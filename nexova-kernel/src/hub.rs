/**
 * BROADCAST HUB - Diffusion temps réel vers les abonnés
 *
 * RÔLE :
 * Maintient l'ensemble des abonnés (WebSocket, bridge MQTT...) et diffuse
 * chaque batch de télémétrie sous forme d'enveloppe JSON {type, payload, timestamp}.
 *
 * FONCTIONNEMENT :
 * - join : enregistre l'abonné "alive" et lui envoie immédiatement `connected`
 * - broadcast : snapshot de l'ensemble sous verrou court, puis envoi hors verrou ;
 *   un abonné en échec n'empêche jamais la livraison aux autres
 * - heartbeat : tout abonné encore "suspect" est éjecté, les autres sont pingés
 *   puis marqués suspects jusqu'au prochain acquittement
 * - leave : idempotent
 */

use parking_lot::RwLock;
use serde::Serialize;
use std::collections::HashMap;
use std::sync::Arc;
use std::time::Duration;
use time::OffsetDateTime;
use tokio::task::JoinHandle;
use tracing::{debug, info, warn};
use uuid::Uuid;

pub type SubscriberId = Uuid;

#[derive(Debug, thiserror::Error)]
pub enum HubError {
    #[error("subscriber transport closed")]
    Closed,
    #[error("subscriber outbound queue full")]
    Full,
    #[error("send failed: {0}")]
    Send(String),
}

/// Transport d'un abonné. Les envois ne doivent jamais bloquer ni paniquer :
/// la diffusion tourne dans la tâche du scheduler.
pub trait SubscriberSink: Send + Sync {
    fn is_open(&self) -> bool;
    fn send(&self, kind: &str, frame: &str) -> Result<(), HubError>;
    fn ping(&self) -> Result<(), HubError>;
    fn close(&self);
    fn label(&self) -> String {
        "subscriber".to_string()
    }
}

#[derive(Debug, Clone, Copy, PartialEq, Eq)]
enum Liveness {
    Alive,
    Suspect,
}

struct Tracked {
    sink: Arc<dyn SubscriberSink>,
    liveness: Liveness,
}

#[derive(Debug, Serialize)]
pub struct Envelope<'a, T: Serialize> {
    #[serde(rename = "type")]
    pub kind: &'a str,
    pub payload: T,
    #[serde(with = "time::serde::rfc3339")]
    pub timestamp: OffsetDateTime,
}

pub const ENVELOPE_CONNECTED: &str = "connected";
pub const ENVELOPE_TELEMETRY_BATCH: &str = "telemetry_batch";
pub const ENVELOPE_ALERT: &str = "alert";

#[derive(Debug, Default, Clone, Copy, PartialEq, Eq)]
pub struct BroadcastReport {
    pub delivered: usize,
    pub failed: usize,
    pub skipped: usize,
}

#[derive(Debug, Default, Clone, Copy, PartialEq, Eq)]
pub struct HeartbeatReport {
    pub pinged: usize,
    pub dropped: usize,
}

pub struct BroadcastHub {
    subscribers: RwLock<HashMap<SubscriberId, Tracked>>,
    heartbeat_interval: Duration,
}

impl BroadcastHub {
    pub fn new(heartbeat_interval: Duration) -> Self {
        Self {
            subscribers: RwLock::new(HashMap::new()),
            heartbeat_interval,
        }
    }

    pub fn join(&self, sink: Arc<dyn SubscriberSink>) -> SubscriberId {
        let id = Uuid::new_v4();
        let welcome = serde_json::json!({
            "subscriberId": id,
            "heartbeatSeconds": self.heartbeat_interval.as_secs(),
        });

        self.subscribers.write().insert(id, Tracked { sink: sink.clone(), liveness: Liveness::Alive });

        match encode(ENVELOPE_CONNECTED, &welcome) {
            Some(frame) => {
                if let Err(e) = sink.send(ENVELOPE_CONNECTED, &frame) {
                    warn!(subscriber = %id, error = %e, "welcome message failed");
                }
            }
            None => warn!(subscriber = %id, "welcome message could not be encoded"),
        }
        info!(subscriber = %id, label = %sink.label(), total = self.len(), "subscriber joined");
        id
    }

    /// Retire un abonné ; un second appel est un no-op
    pub fn leave(&self, id: SubscriberId) -> bool {
        let removed = self.subscribers.write().remove(&id).is_some();
        if removed {
            info!(subscriber = %id, total = self.len(), "subscriber left");
        }
        removed
    }

    /// Acquittement de vivacité (pong, trafic broker...)
    pub fn acknowledge(&self, id: SubscriberId) {
        if let Some(tracked) = self.subscribers.write().get_mut(&id) {
            tracked.liveness = Liveness::Alive;
        }
    }

    #[cfg(test)]
    pub fn is_alive(&self, id: SubscriberId) -> bool {
        self.subscribers.read().get(&id).is_some_and(|tracked| tracked.liveness == Liveness::Alive)
    }

    pub fn contains(&self, id: SubscriberId) -> bool {
        self.subscribers.read().contains_key(&id)
    }

    pub fn len(&self) -> usize {
        self.subscribers.read().len()
    }

    pub fn broadcast<T: Serialize>(&self, kind: &str, payload: &T) -> BroadcastReport {
        let Some(frame) = encode(kind, payload) else {
            warn!(kind, "broadcast payload could not be encoded");
            return BroadcastReport::default();
        };

        // snapshot : le verrou est relâché avant tout envoi
        let snapshot: Vec<(SubscriberId, Arc<dyn SubscriberSink>)> = self
            .subscribers
            .read()
            .iter()
            .map(|(id, tracked)| (*id, tracked.sink.clone()))
            .collect();

        let mut report = BroadcastReport::default();
        for (id, sink) in snapshot {
            if !sink.is_open() {
                report.skipped += 1;
                continue;
            }
            match sink.send(kind, &frame) {
                Ok(()) => report.delivered += 1,
                Err(e) => {
                    report.failed += 1;
                    debug!(subscriber = %id, error = %e, kind, "send to subscriber failed");
                }
            }
        }
        report
    }

    /// Un tour de vivacité : éjecte les suspects, pinge et marque suspects les autres
    pub fn heartbeat_round(&self) -> HeartbeatReport {
        let mut report = HeartbeatReport::default();
        let mut dropped = Vec::new();

        {
            let mut subscribers = self.subscribers.write();
            subscribers.retain(|id, tracked| {
                if tracked.liveness == Liveness::Suspect {
                    dropped.push((*id, tracked.sink.clone()));
                    return false;
                }
                tracked.liveness = Liveness::Suspect;
                true
            });
        }

        let snapshot: Vec<(SubscriberId, Arc<dyn SubscriberSink>)> = self
            .subscribers
            .read()
            .iter()
            .map(|(id, tracked)| (*id, tracked.sink.clone()))
            .collect();

        for (id, sink) in snapshot {
            match sink.ping() {
                Ok(()) => report.pinged += 1,
                Err(e) => {
                    debug!(subscriber = %id, error = %e, "ping failed");
                    if self.subscribers.write().remove(&id).is_some() {
                        dropped.push((id, sink));
                    }
                }
            }
        }

        report.dropped = dropped.len();
        for (id, sink) in dropped {
            info!(subscriber = %id, label = %sink.label(), "dropping unresponsive subscriber");
            sink.close();
        }
        report
    }

    pub fn spawn_heartbeat(self: &Arc<Self>) -> JoinHandle<()> {
        let hub = self.clone();
        tokio::spawn(async move {
            let mut interval = tokio::time::interval(hub.heartbeat_interval);
            interval.set_missed_tick_behavior(tokio::time::MissedTickBehavior::Skip);
            // premier tick immédiat : on ne pinge pas des abonnés qui viennent d'arriver
            interval.tick().await;
            loop {
                interval.tick().await;
                let report = hub.heartbeat_round();
                if report.dropped > 0 {
                    info!(pinged = report.pinged, dropped = report.dropped, "heartbeat round");
                } else {
                    debug!(pinged = report.pinged, "heartbeat round");
                }
            }
        })
    }
}

fn encode<T: Serialize>(kind: &str, payload: &T) -> Option<String> {
    let envelope = Envelope { kind, payload, timestamp: OffsetDateTime::now_utc() };
    serde_json::to_string(&envelope).ok()
}

#[cfg(test)]
pub(crate) mod testing {
    use super::*;
    use parking_lot::Mutex;
    use std::sync::atomic::{AtomicBool, AtomicUsize, Ordering};

    /// Abonné de test : enregistre les frames reçues
    #[derive(Default)]
    pub struct RecordingSubscriber {
        pub frames: Mutex<Vec<(String, String)>>,
        pub pings: AtomicUsize,
        pub fail_sends: AtomicBool,
        pub closed: AtomicBool,
    }

    impl RecordingSubscriber {
        pub fn new() -> Arc<Self> {
            Arc::new(Self::default())
        }

        pub fn failing() -> Arc<Self> {
            let sub = Self::default();
            sub.fail_sends.store(true, Ordering::SeqCst);
            Arc::new(sub)
        }

        pub fn kinds(&self) -> Vec<String> {
            self.frames.lock().iter().map(|(kind, _)| kind.clone()).collect()
        }

        pub fn count_of(&self, kind: &str) -> usize {
            self.frames.lock().iter().filter(|(k, _)| k == kind).count()
        }
    }

    impl SubscriberSink for RecordingSubscriber {
        fn is_open(&self) -> bool {
            !self.closed.load(Ordering::SeqCst)
        }

        fn send(&self, kind: &str, frame: &str) -> Result<(), HubError> {
            if self.fail_sends.load(Ordering::SeqCst) {
                return Err(HubError::Send("boom".into()));
            }
            self.frames.lock().push((kind.to_string(), frame.to_string()));
            Ok(())
        }

        fn ping(&self) -> Result<(), HubError> {
            self.pings.fetch_add(1, Ordering::SeqCst);
            Ok(())
        }

        fn close(&self) {
            self.closed.store(true, Ordering::SeqCst);
        }
    }
}

#[cfg(test)]
mod tests {
    use super::testing::RecordingSubscriber;
    use super::*;
    use std::sync::atomic::Ordering;

    fn hub() -> Arc<BroadcastHub> {
        Arc::new(BroadcastHub::new(Duration::from_secs(30)))
    }

    #[test]
    fn test_join_sends_welcome() {
        let hub = hub();
        let sub = RecordingSubscriber::new();
        let id = hub.join(sub.clone());

        assert!(hub.contains(id));
        assert_eq!(sub.kinds(), vec![ENVELOPE_CONNECTED.to_string()]);
        let frame: serde_json::Value = serde_json::from_str(&sub.frames.lock()[0].1).unwrap();
        assert_eq!(frame["type"], "connected");
        assert_eq!(frame["payload"]["subscriberId"], id.to_string());
        assert!(frame["timestamp"].is_string());
    }

    #[test]
    fn test_one_failing_subscriber_does_not_block_others() {
        let hub = hub();
        let healthy: Vec<_> = (0..4).map(|_| RecordingSubscriber::new()).collect();
        for sub in &healthy {
            hub.join(sub.clone());
        }
        hub.join(RecordingSubscriber::failing());

        let report = hub.broadcast(ENVELOPE_TELEMETRY_BATCH, &vec![1, 2, 3]);
        assert_eq!(report, BroadcastReport { delivered: 4, failed: 1, skipped: 0 });
        for sub in &healthy {
            assert_eq!(sub.count_of(ENVELOPE_TELEMETRY_BATCH), 1);
        }
    }

    #[test]
    fn test_closed_transport_is_skipped() {
        let hub = hub();
        let open = RecordingSubscriber::new();
        let closed = RecordingSubscriber::new();
        hub.join(open.clone());
        hub.join(closed.clone());
        closed.close();

        let report = hub.broadcast(ENVELOPE_TELEMETRY_BATCH, &"x");
        assert_eq!(report, BroadcastReport { delivered: 1, failed: 0, skipped: 1 });
        assert_eq!(closed.count_of(ENVELOPE_TELEMETRY_BATCH), 0);
    }

    #[test]
    fn test_leave_is_idempotent() {
        let hub = hub();
        let id = hub.join(RecordingSubscriber::new());
        assert!(hub.leave(id));
        assert!(!hub.leave(id));
        assert_eq!(hub.len(), 0);
    }

    #[test]
    fn test_heartbeat_drops_only_unacknowledged() {
        let hub = hub();
        let responsive = RecordingSubscriber::new();
        let silent = RecordingSubscriber::new();
        let responsive_id = hub.join(responsive.clone());
        let silent_id = hub.join(silent.clone());

        // premier tour : tout le monde était alive, tout le monde devient suspect
        assert_eq!(hub.heartbeat_round(), HeartbeatReport { pinged: 2, dropped: 0 });
        hub.acknowledge(responsive_id);

        assert_eq!(hub.heartbeat_round(), HeartbeatReport { pinged: 1, dropped: 1 });
        assert!(hub.contains(responsive_id));
        assert!(!hub.contains(silent_id));
        assert!(silent.closed.load(Ordering::SeqCst));
        assert_eq!(responsive.pings.load(Ordering::SeqCst), 2);
    }

    /// Abonné qui se désinscrit pendant la diffusion
    struct LeavingSubscriber {
        hub: Arc<BroadcastHub>,
        id: parking_lot::Mutex<Option<SubscriberId>>,
    }

    impl SubscriberSink for LeavingSubscriber {
        fn is_open(&self) -> bool {
            true
        }
        fn send(&self, kind: &str, _frame: &str) -> Result<(), HubError> {
            if kind == ENVELOPE_TELEMETRY_BATCH {
                if let Some(id) = *self.id.lock() {
                    self.hub.leave(id);
                }
            }
            Ok(())
        }
        fn ping(&self) -> Result<(), HubError> {
            Ok(())
        }
        fn close(&self) {}
    }

    #[test]
    fn test_disconnect_during_broadcast_keeps_fan_out_intact() {
        let hub = hub();
        let leaving = Arc::new(LeavingSubscriber { hub: hub.clone(), id: parking_lot::Mutex::new(None) });
        let leaving_id = hub.join(leaving.clone());
        *leaving.id.lock() = Some(leaving_id);

        let others: Vec<_> = (0..3).map(|_| RecordingSubscriber::new()).collect();
        for sub in &others {
            hub.join(sub.clone());
        }

        let report = hub.broadcast(ENVELOPE_TELEMETRY_BATCH, &"batch");
        assert_eq!(report.delivered, 4);
        assert!(!hub.contains(leaving_id));
        for sub in &others {
            assert_eq!(sub.count_of(ENVELOPE_TELEMETRY_BATCH), 1);
        }
    }
}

********

> **PROBLEM REQUIREMENTS**
Out of the records above, pull the lines that include the word "const".

> **REPLY**
pub const ENVELOPE_CONNECTED: &str = "connected";
pub const ENVELOPE_TELEMETRY_BATCH: &str = "telemetry_batch";
pub const ENVELOPE_ALERT: &str = "alert";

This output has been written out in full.